Partial Masking (10% Probability):
- With 10% chance, only some annotations are masked.
- Positions to mask are selected independently.
- Square Root Schedule:
- The probability of masking a position follows a square root function.
- Positions are more likely to remain unmasked than in a linear schedule, but exact details depend on implementation.
Training Task:
- The model is trained to reconstruct the masked annotations.
- It uses context from the sequence and any unmasked annotations.
- This way, it learns to associate sequence features with functional annotations.

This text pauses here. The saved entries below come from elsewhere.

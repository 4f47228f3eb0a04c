//! Stack configuration: sentinels, growth factors and the hash seed.

use serde::{Deserialize, Serialize};

use crate::error::ConfigError;
use crate::hash::DEFAULT_SEED;
use crate::types::Element;

/// Canary value planted at both ends of the structure and of the buffer.
pub const DEFAULT_SENTINEL: u64 = 0xDEF_ACED;

/// Marker for allocated slots that hold no live element.
pub const DEFAULT_POISON: Element = 0xBAD_C0DE as Element;

/// Largest integer every value up to which is exactly representable in `f64`.
const MAX_EXACT_ELEMENT_INT: u64 = 1 << 53;

/// Configuration for a guarded stack. Fixed at construction.
#[derive(Debug, Clone, Copy, PartialEq, Serialize, Deserialize)]
#[serde(default)]
pub struct StackConfig {
    /// Canary value for structure and buffer guards.
    pub sentinel: u64,
    /// Value written into slots that are allocated but not live.
    pub poison: Element,
    /// Capacity at construction; the stack never shrinks below it.
    pub initial_capacity: usize,
    /// Multiplier applied to capacity when a push finds the stack full.
    pub growth_factor: usize,
    /// Shrink threshold and divisor: shrink when `capacity / size` reaches it.
    pub reduction_factor: usize,
    /// Seed for both digests.
    pub hash_seed: u32,
}

impl Default for StackConfig {
    fn default() -> Self {
        Self {
            sentinel: DEFAULT_SENTINEL,
            poison: DEFAULT_POISON,
            initial_capacity: 16,
            growth_factor: 2,
            reduction_factor: 4,
            hash_seed: DEFAULT_SEED,
        }
    }
}

impl StackConfig {
    pub fn with_sentinel(mut self, sentinel: u64) -> Self {
        self.sentinel = sentinel;
        self
    }

    pub fn with_poison(mut self, poison: Element) -> Self {
        self.poison = poison;
        self
    }

    pub fn with_initial_capacity(mut self, capacity: usize) -> Self {
        self.initial_capacity = capacity;
        self
    }

    pub fn with_growth_factor(mut self, factor: usize) -> Self {
        self.growth_factor = factor;
        self
    }

    pub fn with_reduction_factor(mut self, factor: usize) -> Self {
        self.reduction_factor = factor;
        self
    }

    pub fn with_hash_seed(mut self, seed: u32) -> Self {
        self.hash_seed = seed;
        self
    }

    /// The sentinel as it is stored in buffer guard slots.
    pub fn sentinel_element(&self) -> Element {
        self.sentinel as Element
    }

    /// Check that the configuration can produce a valid stack.
    pub fn validate(&self) -> Result<(), ConfigError> {
        if self.initial_capacity == 0 {
            return Err(ConfigError::ZeroCapacity);
        }
        if self.growth_factor < 2 {
            return Err(ConfigError::FactorTooSmall {
                name: "growth_factor",
                value: self.growth_factor,
            });
        }
        if self.reduction_factor < 2 {
            return Err(ConfigError::FactorTooSmall {
                name: "reduction_factor",
                value: self.reduction_factor,
            });
        }
        if self.sentinel == 0 {
            return Err(ConfigError::ZeroSentinel);
        }
        if self.sentinel > MAX_EXACT_ELEMENT_INT {
            return Err(ConfigError::SentinelNotRepresentable(self.sentinel));
        }
        if !self.poison.is_finite() {
            return Err(ConfigError::InvalidPoison(self.poison, "must be finite"));
        }
        if self.poison == 0.0 {
            return Err(ConfigError::InvalidPoison(self.poison, "must differ from zero"));
        }
        if self.poison.to_bits() == self.sentinel_element().to_bits() {
            return Err(ConfigError::InvalidPoison(self.poison, "must differ from the sentinel"));
        }
        Ok(())
    }
}
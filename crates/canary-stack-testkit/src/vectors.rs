//! Golden MurmurHash3 (x86, 32-bit) vectors.
//!
//! Any implementation of the digest must reproduce these exactly; stored
//! snapshots and digests are only comparable across builds if it does.

use canary_stack_core::murmur3_32;

/// A golden hash vector.
#[derive(Debug, Clone, Copy)]
pub struct HashVector {
    pub name: &'static str,
    pub seed: u32,
    pub input: &'static [u8],
    pub expected: u32,
}

/// Get all golden vectors.
pub fn all_vectors() -> Vec<HashVector> {
    vec![
        HashVector {
            name: "empty, seed 0",
            seed: 0,
            input: b"",
            expected: 0,
        },
        HashVector {
            name: "empty, seed 1",
            seed: 1,
            input: b"",
            expected: 0x514e_28b7,
        },
        HashVector {
            name: "empty, seed max",
            seed: 0xffff_ffff,
            input: b"",
            expected: 0x81f1_6f39,
        },
        HashVector {
            name: "four zero bytes",
            seed: 0,
            input: b"\0\0\0\0",
            expected: 0x2362_f9de,
        },
        HashVector {
            name: "abc",
            seed: 0,
            input: b"abc",
            expected: 0xb3dd_93fa,
        },
        HashVector {
            name: "one-byte tail",
            seed: 0x9747_b28c,
            input: b"a",
            expected: 0x7fa0_9ea6,
        },
        HashVector {
            name: "two-byte tail",
            seed: 0x9747_b28c,
            input: b"aa",
            expected: 0x5d21_1726,
        },
        HashVector {
            name: "three-byte tail",
            seed: 0x9747_b28c,
            input: b"aaa",
            expected: 0x283e_0130,
        },
        HashVector {
            name: "one block",
            seed: 0x9747_b28c,
            input: b"aaaa",
            expected: 0x5a97_808a,
        },
        HashVector {
            name: "abcd",
            seed: 0x9747_b28c,
            input: b"abcd",
            expected: 0xf047_8627,
        },
        HashVector {
            name: "blocks and tail",
            seed: 0x9747_b28c,
            input: b"Hello, world!",
            expected: 0x2488_4cba,
        },
        HashVector {
            name: "utf-8",
            seed: 0x9747_b28c,
            input: "ππππππππ".as_bytes(),
            expected: 0xd580_63c1,
        },
        HashVector {
            name: "pangram",
            seed: 0x9747_b28c,
            input: b"The quick brown fox jumps over the lazy dog",
            expected: 0x2fa8_26cd,
        },
    ]
}

/// Run every vector. Returns `(name, matches, digest hex)` per vector.
pub fn verify_all_vectors() -> Vec<(String, bool, String)> {
    all_vectors()
        .iter()
        .map(|v| {
            let digest = murmur3_32(v.input, v.seed);
            (
                v.name.to_string(),
                digest.value() == v.expected,
                digest.to_hex(),
            )
        })
        .collect()
}
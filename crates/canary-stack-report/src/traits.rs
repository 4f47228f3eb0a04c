//! ReportSink trait: where diagnostic snapshots go.
//!
//! The stack facade emits one snapshot per confirmed corruption, plus any
//! snapshot requested explicitly. Sinks decide whether that means a file,
//! the log, or a vector in memory.

use std::sync::Arc;

use canary_stack_core::DiagnosticSnapshot;

use crate::error::Result;

/// A destination for diagnostic snapshots.
///
/// Methods take `&self`; sinks that keep state use interior mutability so a
/// single sink can be shared between stacks behind an `Arc`.
///
/// # Design Notes
///
/// - **Best effort on the fatal path**: a failing `emit` is logged by the
///   caller and the abort still happens. Implementations must not panic.
/// - **No trust in the snapshot**: the snapshot may describe a corrupted
///   stack; sinks render what they are given and never re-validate.
pub trait ReportSink: Send + Sync {
    /// Persist or display one snapshot.
    fn emit(&self, snapshot: &DiagnosticSnapshot) -> Result<()>;

    /// Flush buffered output, if any.
    fn flush(&self) -> Result<()> {
        Ok(())
    }
}

impl<T: ReportSink + ?Sized> ReportSink for Arc<T> {
    fn emit(&self, snapshot: &DiagnosticSnapshot) -> Result<()> {
        (**self).emit(snapshot)
    }

    fn flush(&self) -> Result<()> {
        (**self).flush()
    }
}

impl<T: ReportSink + ?Sized> ReportSink for Box<T> {
    fn emit(&self, snapshot: &DiagnosticSnapshot) -> Result<()> {
        (**self).emit(snapshot)
    }

    fn flush(&self) -> Result<()> {
        (**self).flush()
    }
}

/// A sink that discards everything.
#[derive(Debug, Clone, Copy, Default)]
pub struct NullSink;

impl ReportSink for NullSink {
    fn emit(&self, _snapshot: &DiagnosticSnapshot) -> Result<()> {
        Ok(())
    }
}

5. Key Concepts and Takeaways

Multi-Label Classification:
Unlike multi-class classification (where each input belongs to one class), multi-label allows for multiple classes (annotations) per input (residue).
Requires loss functions and evaluation metrics that account for multiple simultaneous labels.
Permutation Invariance:
The sum of embeddings is not affected by the order of annotations.
Important because the set of annotations at a residue is unordered.
Embedding Strategy:
Combining annotation embeddings with sequence embeddings enriches the input.
Helps the model learn nuanced relationships between sequence patterns and functional sites.
Masking Strategies:
Similar to dropout, masking helps prevent over-reliance on certain inputs.
Forces the model to learn from context and generalize better.

6. Why Is This Important?

Understanding Protein Function:
Predicting residue annotations helps in identifying important functional sites.
Useful for drug targeting, understanding diseases, and bioengineering.
Advancing Machine Learning in Biology:
Demonstrates how advanced NLP techniques (like transformers) can be adapted to biological data.
Encourages interdisciplinary approaches combining ML and bioinformatics.

7. Further Considerations

Model Evaluation:
Assessing performance in multi-label classification can be complex.
Metrics like accuracy, precision, recall, and F1-score need to be adapted.
Data Imbalance:
Some annotations may be much rarer than others.
Techniques like weighting loss functions or resampling may be necessary.
Biological Relevance:
Understanding the biological significance of predictions is crucial.
Collaborating with domain experts enhances model applicability.

Conclusion

By integrating residue annotations into its architecture, the ESM3 model leverages both sequence information and functional annotations to improve the prediction of functional sites in proteins. This approach combines advanced machine learning techniques with biological domain knowledge, opening avenues for more accurate and insightful models in computational biology.

As a Beginning Grad Student, You Should Now:

Understand how residue annotations are collected and processed for machine learning models.
Recognize the challenges of multi-label classification and permutation invariance.
Appreciate how masking strategies in training help models generalize.
See the connection between language models in NLP and sequence models in bioinformatics.

Suggested Next Steps:

Explore Transformer Models:
Study how the transformer architecture works, focusing on self-attention mechanisms.
Dive into Multi-Label Classification:
Learn about different loss functions (e.g., binary cross-entropy) and evaluation metrics suited for multi-label problems.
Understand Embeddings:
Look into how embeddings represent discrete tokens and how they can be summed or averaged.
Learn About Masked Language Modeling:
Investigate models like BERT to see how masking inputs during training improves performance.
Apply to a Project:
Consider working on a project that involves sequence prediction or annotation, applying these concepts hands-on.

I hope this detailed explanation helps you grasp how residue annotations are integrated into the ESM3 model and inspires you to delve deeper into machine learning applications in biology!